Siding with neighbors over the property owner, the Hendersonville City Council unanimously rejected a rezoning request to allow higher density housing on the Third Avenue West property the Interfaith Assistance Ministry is selling.


IAM, which plans to move to new offices on Freeman Street next to the Blue Ridge Mall by the end of this year, asked for the rezoning of its current three-acre parcel to alleviate the community’s affordable housing shortage and to boost the land's market value.
The council said no, persuaded by neighbors that a jump from 12 units under the current R-15 zoning to 27 units under the requested R-6 would be too radical a change.
“All of those homes are still single-family homes,” Yallana McGee told the council. “I don’t think rezoning this to R-6 is the only option. If you have 24 people in my backyard I’m going to be much more concerned walking in my back yard. I just think it would be too much of a shock. I think that’s why you’re getting the kind of feedback you’re getting from the people that live there now.”
The feedback from neighbors was one-sided and often emotional. One neighbor implored the council to reject a “density explosion” that would increase the value of the IAM property at the expense of middle-class homeowners.
Although current IAM chair Lynn Pope and three other IAM board members stood to speak in favor of the rezoning, the City Council came down in favor of neighbors.
“What I’m hearing is everybody that’s for it doesn’t live there,” Councilman Jeff Miller said. “Everybody that spoke against it does. I look at this map and it just doesn’t fit to me. It’s not our job to increase somebody’s property value. In this particular case I don’t feel good about changing this from what’s surrounding this. They can still build 12 or more” units.
Council members said there were too many unknowns if the city rezones the land to R-6; they suggested a prospective new owner could draw up a proposal for a Planned Residential Development that would trigger a public site plan review.

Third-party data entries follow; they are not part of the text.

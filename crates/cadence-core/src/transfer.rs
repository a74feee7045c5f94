//! Save-state transfer: compressed state fanned out as an erasure-coded
//! fragment stream.
//!
//! Outbound, the authority builds `{header, zstd(state), zstd(options)}`,
//! stamps a content hash with the hash field zeroed, partitions the payload
//! into packet groups, computes parity per group, and emits one datagram
//! per block. Inbound, any peer reassembles from whichever `k` blocks of
//! each group arrive first, reconstructs, verifies the hash, and
//! decompresses. Every failure path resets the scratch state so the next
//! retransmission starts clean.

use cadence_codec::{compress, fec, hash64};
use zerocopy::IntoBytes;
use cadence_proto::{
    FEC_REDUNDANT_BLOCKS, FRAGMENT_HEADER_SIZE, PACKET_GROUPS_MAX, PACKET_SIZE_MAX, Room,
    TransferHeader,
    savestate::{FRAGMENT_PAYLOAD_MAX, decode_fragment_header, encode_fragment_header},
};

use crate::{CoreOptions, SessionError};

/// Ceiling on the decompressed save-state size a remote may claim.
pub const SAVE_STATE_SIZE_MAX: usize = 64 * 1024 * 1024;

/// A fully reassembled, verified, decompressed transfer.
#[derive(Debug)]
pub struct TransferPayload {
    /// Frame the save state was taken at
    pub frame_counter: i64,
    /// Room record as of that frame
    pub room: Room,
    /// Raw core-option table bytes
    pub options_table: Vec<u8>,
    /// Decompressed save state
    pub save_state: Vec<u8>,
}

/// Build the full fragment fan-out for one save-state transfer.
///
/// Returns every datagram to send, in emission order (block-major across
/// groups, matching the receiver's coalescing order).
pub fn build_fragments(
    save_state: &[u8],
    options_table: &[u8],
    room: &Room,
    save_state_frame: i64,
    zstd_level: i32,
) -> Result<Vec<Vec<u8>>, SessionError> {
    let compressed_state = compress::compress(save_state, zstd_level)?;
    let compressed_options = compress::compress(options_table, zstd_level)?;

    let total_size =
        TransferHeader::SIZE + compressed_state.len() + compressed_options.len();
    let part = fec::partition(total_size, FEC_REDUNDANT_BLOCKS, FRAGMENT_PAYLOAD_MAX);

    let mut header = TransferHeader::default();
    header.set_total_size_bytes(total_size as i64);
    header.set_frame_counter(save_state_frame);
    header.set_room(*room);
    header.set_compressed_savestate_size(compressed_state.len() as i64);
    header.set_compressed_options_size(compressed_options.len() as i64);
    header.set_decompressed_savestate_size(save_state.len() as i64);

    // Data region of all groups, zero-padded to a whole number of blocks
    let mut payload = vec![0u8; part.groups * part.k * part.block_size];
    payload[..TransferHeader::SIZE].copy_from_slice(header.as_bytes());
    payload[TransferHeader::SIZE..TransferHeader::SIZE + compressed_state.len()]
        .copy_from_slice(&compressed_state);
    payload[TransferHeader::SIZE + compressed_state.len()..total_size]
        .copy_from_slice(&compressed_options);

    // Hash with the hash field zeroed, then patch it in
    let hash = hash64(&payload[..total_size]);
    payload[TransferHeader::XXHASH_OFFSET..TransferHeader::XXHASH_OFFSET + 8]
        .copy_from_slice(&hash.to_le_bytes());

    let parity_count = part.n - part.k;
    let mut fragments = Vec::with_capacity(part.groups * part.n);
    let mut parity_per_group = Vec::with_capacity(part.groups);
    for group in 0..part.groups {
        let data_blocks: Vec<&[u8]> = (0..part.k)
            .map(|block| {
                let offset = fec::block_offset(group, block, part.block_size, part.groups);
                &payload[offset..offset + part.block_size]
            })
            .collect();
        parity_per_group.push(fec::encode_parity(&data_blocks, parity_count)?);
    }

    for block in 0..part.n {
        for group in 0..part.groups {
            let mut fragment = Vec::with_capacity(FRAGMENT_HEADER_SIZE + part.block_size);
            fragment
                .extend_from_slice(&encode_fragment_header(part.k, part.groups, group, block));
            if block < part.k {
                let offset = fec::block_offset(group, block, part.block_size, part.groups);
                fragment.extend_from_slice(&payload[offset..offset + part.block_size]);
            } else {
                fragment.extend_from_slice(&parity_per_group[group][block - part.k]);
            }
            debug_assert!(fragment.len() <= PACKET_SIZE_MAX);
            fragments.push(fragment);
        }
    }

    Ok(fragments)
}

/// Inbound reassembly scratch for one transfer at a time.
///
/// Exclusive to the receive side: while a transfer is in progress no other
/// work touches it, and any error resets it wholesale.
pub struct TransferAssembler {
    groups: usize,
    k: Option<usize>,
    block_size: Option<usize>,
    shards: Vec<Vec<Option<Vec<u8>>>>,
    received: [usize; PACKET_GROUPS_MAX],
}

impl TransferAssembler {
    /// Fresh scratch.
    #[must_use]
    pub fn new() -> Self {
        Self {
            groups: PACKET_GROUPS_MAX,
            k: None,
            block_size: None,
            shards: (0..PACKET_GROUPS_MAX).map(|_| Vec::new()).collect(),
            received: [0; PACKET_GROUPS_MAX],
        }
    }

    /// Whether any fragment of an unfinished transfer has been absorbed.
    #[must_use]
    pub fn in_progress(&self) -> bool {
        self.received.iter().any(|&count| count > 0)
    }

    /// Absorb one `SAVESTATE` datagram.
    ///
    /// Returns the decoded transfer once the final needed fragment arrives.
    /// Duplicate blocks and fragments for already-complete groups are
    /// ignored. Any reassembly failure resets the scratch and propagates.
    pub fn accept(&mut self, datagram: &[u8]) -> Result<Option<TransferPayload>, SessionError> {
        let meta = decode_fragment_header(datagram)?;
        if datagram.len() <= FRAGMENT_HEADER_SIZE {
            return Err(SessionError::Protocol(cadence_proto::ProtocolError::Truncated {
                expected: FRAGMENT_HEADER_SIZE + 1,
                actual: datagram.len(),
            }));
        }
        if datagram.len() > PACKET_SIZE_MAX {
            tracing::warn!(size = datagram.len(), "save-state fragment larger than the MTU cap");
        }

        let k = *self.k.get_or_insert(meta.k);
        if meta.k != k {
            tracing::warn!(got = meta.k, expected = k, "fragment with inconsistent k; dropped");
            return Ok(None);
        }
        if let Some(announced) = meta.announced_groups {
            let announced = announced as usize;
            if announced == 0 || announced > PACKET_GROUPS_MAX {
                return Err(SessionError::Protocol(
                    cadence_proto::ProtocolError::PacketGroupOutOfRange(announced as u8),
                ));
            }
            self.groups = announced;
        }

        let group = meta.group as usize;
        if self.received[group] >= k {
            // Enough blocks to decode this group already
            return Ok(None);
        }

        let block_bytes = &datagram[FRAGMENT_HEADER_SIZE..];
        let block_size = *self.block_size.get_or_insert(block_bytes.len());
        if block_bytes.len() != block_size {
            tracing::warn!(
                got = block_bytes.len(),
                expected = block_size,
                "fragment with inconsistent block size; dropped"
            );
            return Ok(None);
        }

        let n = k + fec::parity_for(k, FEC_REDUNDANT_BLOCKS);
        if meta.block as usize >= n {
            tracing::warn!(block = meta.block, n, "fragment block index out of range; dropped");
            return Ok(None);
        }

        if self.shards[group].is_empty() {
            self.shards[group] = vec![None; n];
        }
        if self.shards[group][meta.block as usize].is_some() {
            return Ok(None);
        }
        self.shards[group][meta.block as usize] = Some(block_bytes.to_vec());
        self.received[group] += 1;

        if self.received[group] < k {
            return Ok(None);
        }
        tracing::debug!(group, "packet group complete");

        if (0..self.groups).any(|g| self.received[g] < k) {
            return Ok(None);
        }

        // Last group just completed; whatever happens next, start clean
        let result = self.assemble(k, n, block_size);
        self.reset();
        result.map(Some)
    }

    /// Drop any partial transfer and return to the initial state.
    pub fn reset(&mut self) {
        self.groups = PACKET_GROUPS_MAX;
        self.k = None;
        self.block_size = None;
        for group in &mut self.shards {
            group.clear();
        }
        self.received = [0; PACKET_GROUPS_MAX];
    }

    fn assemble(
        &mut self,
        k: usize,
        n: usize,
        block_size: usize,
    ) -> Result<TransferPayload, SessionError> {
        for group in 0..self.groups {
            fec::reconstruct_data(k, n - k, &mut self.shards[group])?;
        }

        let mut payload = Vec::with_capacity(self.groups * k * block_size);
        for block in 0..k {
            for group in 0..self.groups {
                let shard = self.shards[group][block].as_ref().ok_or_else(|| {
                    SessionError::Codec(cadence_codec::CodecError::ErasureDecode(
                        "data shard missing after reconstruction".to_string(),
                    ))
                })?;
                payload.extend_from_slice(shard);
            }
        }

        let header = TransferHeader::read_from(&payload)?;
        tracing::info!(frame = header.frame_counter(), "save-state payload reassembled");

        let total_size = header.total_size_bytes();
        if total_size < TransferHeader::SIZE as i64 || total_size as usize > payload.len() {
            return Err(SessionError::TransferSizeOutOfBounds {
                size: total_size,
                max: payload.len(),
            });
        }
        let total_size = total_size as usize;

        let claimed = header.xxhash();
        payload[TransferHeader::XXHASH_OFFSET..TransferHeader::XXHASH_OFFSET + 8].fill(0);
        let computed = hash64(&payload[..total_size]);
        if computed != claimed {
            return Err(SessionError::TransferHashMismatch { computed, claimed });
        }

        let state_size = header.compressed_savestate_size();
        let options_size = header.compressed_options_size();
        if state_size < 0
            || options_size < 0
            || TransferHeader::SIZE + (state_size + options_size) as usize > total_size
        {
            return Err(SessionError::TransferSizeOutOfBounds {
                size: state_size + options_size,
                max: total_size,
            });
        }
        let state_range = TransferHeader::SIZE..TransferHeader::SIZE + state_size as usize;
        let options_range = state_range.end..state_range.end + options_size as usize;

        let options_table =
            compress::decompress(&payload[options_range], CoreOptions::TABLE_BYTES)?;

        let decompressed_size = header.decompressed_savestate_size();
        if decompressed_size < 0 || decompressed_size as usize > SAVE_STATE_SIZE_MAX {
            return Err(SessionError::TransferSizeOutOfBounds {
                size: decompressed_size,
                max: SAVE_STATE_SIZE_MAX,
            });
        }
        let save_state =
            compress::decompress(&payload[state_range], decompressed_size as usize)?;

        Ok(TransferPayload {
            frame_counter: header.frame_counter(),
            room: header.room(),
            options_table,
            save_state,
        })
    }
}

impl Default for TransferAssembler {
    fn default() -> Self {
        Self::new()
    }
}

impl std::fmt::Debug for TransferAssembler {
    fn fmt(&self, f: &mut std::fmt::Formatter<'_>) -> std::fmt::Result {
        f.debug_struct("TransferAssembler")
            .field("groups", &self.groups)
            .field("k", &self.k)
            .field("received", &self.received)
            .finish_non_exhaustive()
    }
}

“We’re talking 12 vs. 27,” Councilman Jerry Smith. “It seems to me everybody in here is happy with R-15. The angst created by adding 12 or 14 units on top of that is just not worth turning the neighborhood into a hornet’s nest. When I ran for office one of my points was to preserve neighborhoods while promoting business.”
Mayor Barbara Volk agreed that the higher density zoning did not fit.
“I hate to carve out that little section that’s surrounded by R-15,” she said. “I have a feeling whoever purchases it will be coming back for a Planned Residential Development. … I would rather see a proposal with specifics and how they would lay it out. I think it would ease the minds of the neighbors if that is the case.”
Councilman Steve Caraker admonished the residents — who are also his neighbors — about some of the comments he said were based on fear. But he also opposed the rezoning.
“I’m not in favor of this rezoning because I’d like to have a little more control over what goes there,” he said. “Vagueness is a bad thing.”
The council’s decision came despite City Manager John Connet’s appeal to the council and the public to recognize the city’s affordable housing shortage.
“There’s a conversation going on regarding affordable housing in Hendersonville relating to nurses, firefighters, teachers, technicians at the hospital,” he said. Working people making 80 to 120 percent of the average income — $37,000 to $43,000 a year — “have a hard time finding homes in our community. … I have police officers and firefighters who cannot live in our community because they cannot afford to. The only way to address that issue is to increase density.”